The problem with finding an answer by comparing individuals or circumstances in establishing a frame of reference is that it is arbitrary. To discern what evil is, we must have an absolute standard of that which is good. Evil is not rightly based upon one’s personal view. After all, what might be evil for one person might be good for another.

An alternative view was expressed and taught by an American philosopher and college professor, Joseph Campbell. He once said, “I know that good and evil are simply temporal aberrations and that, in God’s view, there is no difference.” Campbell also said, “My general formula for my students is “Follow your bliss” (“The Power of Myth”, Anchor Books, 1988).

Campbell was simply explaining his view rooted in our age of relativism, which is held by many in our culture. For example, evil like beauty is in the eye of the beholder.
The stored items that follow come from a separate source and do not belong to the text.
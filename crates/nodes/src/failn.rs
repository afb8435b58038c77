//! A fault-injecting node: raises on its first `fail_count` invocations of
//! a given input, then forwards that input successfully.
//!
//! Exists to exercise `conduit-pipeline`'s retry/restart policy (spec.md
//! 4.E.5) against a real registered node rather than only the policy's own
//! unit tests; used by the daemon's example pipeline and by integration
//! tests that need a deterministic, configurable failure.

use std::sync::atomic::{AtomicU32, Ordering};

use conduit_pipeline::{batch::Batch, errors::NodeError, node::NodeLogic};

/// Fails the first `fail_count` times `processing` is called, then
/// forwards its input unchanged.
pub struct FailN {
	fail_count: u32,
	attempts: AtomicU32,
}

impl FailN {
	/// A node that raises on its first `fail_count` invocations, then
	/// passes its input through
	pub fn new(fail_count: u32) -> Self {
		Self {
			fail_count,
			attempts: AtomicU32::new(0),
		}
	}
}

impl NodeLogic for FailN {
	fn processing(&mut self, input: Option<Batch>) -> Result<Option<Batch>, NodeError> {
		let attempt = self.attempts.fetch_add(1, Ordering::SeqCst);
		if attempt < self.fail_count {
			return Err(NodeError::WorkFunction(format!(
				"FailN: simulated failure {} of {}",
				attempt + 1,
				self.fail_count
			)));
		}
		Ok(input)
	}

	fn close(&mut self) {
		self.attempts.store(0, Ordering::SeqCst);
	}
}

pub(crate) fn register() {
	conduit_pipeline::registry::register(
		"conduit.FailN",
		Box::new(|args| {
			let fail_count = args.get("fail_count").and_then(|v| v.as_u64()).unwrap_or(0) as u32;
			Ok(Box::new(FailN::new(fail_count)) as Box<dyn NodeLogic>)
		}),
	);
}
Second and conversely to moral relativism, all men know intuitively that there is good and there is evil; they are not matters of individual perspectives. We all have a moral standard imprinted upon us by God. We are made in the image and likeness of God. He imprinted on us the reality of good and evil. Jesus said that God alone is good (Luke 18:19). Therefore, the standard of good is absolute as it proceeds from God. We know evil because there is good. Evil is anything that falls short of God’s goodness. We can look at behavior and determine whether it is good or evil because we can hold that behavior up to the light of God’s revelation. Anything that falls short of God’s glory is bad or if you prefer, evil. God has revealed to us what is good. He has given His word which is good, right, and true. Now to the question, “Do bad things just happen?” We look to God’s word. As Jesus said, God alone is good. All things rest upon the revealed proposition of the sovereignty of God. God rules all things absolutely. There is nothing outside of the rule of God, nor is there anything that can occur outside of His rule. Either God has ordained everything that happens or He is not God!

What saith the Scriptures? “Who has spoken and it came to pass, unless the Lord has commanded it? Is it not from the mouth of the Most High that good and bad come (Lamentations 3:37-38)? And “God makes His sun rise on the evil and on the good, and sends rain on the just and on the unjust” (Matthew 5:45). And, “For all who have sinned without the law will also perish without the law, and all who have sinned under the law will be judged by the law” (Romans 2:12).

The Confessional doctrine of our church states, “God, from all eternity, did … ordain whatsoever comes to pass: yet so, as thereby neither is God the author of sin, nor is violence offered to the will of the creatures; nor is the liberty or contingency of second causes taken away, but rather established” (The Westminster Confession of Faith, Chapter 3, Par. 1).

Note that God is not the author of evil, for God is altogether good. Yet, He is sovereign over all things and by secondary causes He has factored into His good plan things that are evil.

Things just don’t happen! God has ordained them all. Our certain hope in the midst of evil is that God will work all things together for the good of those who love Him, who have been called according to His purpose (Romans 8:28).

Our hope in the face of evil, including disease, is that the God who loves us has promised to combine everything good and bad for our ultimate good and His glory.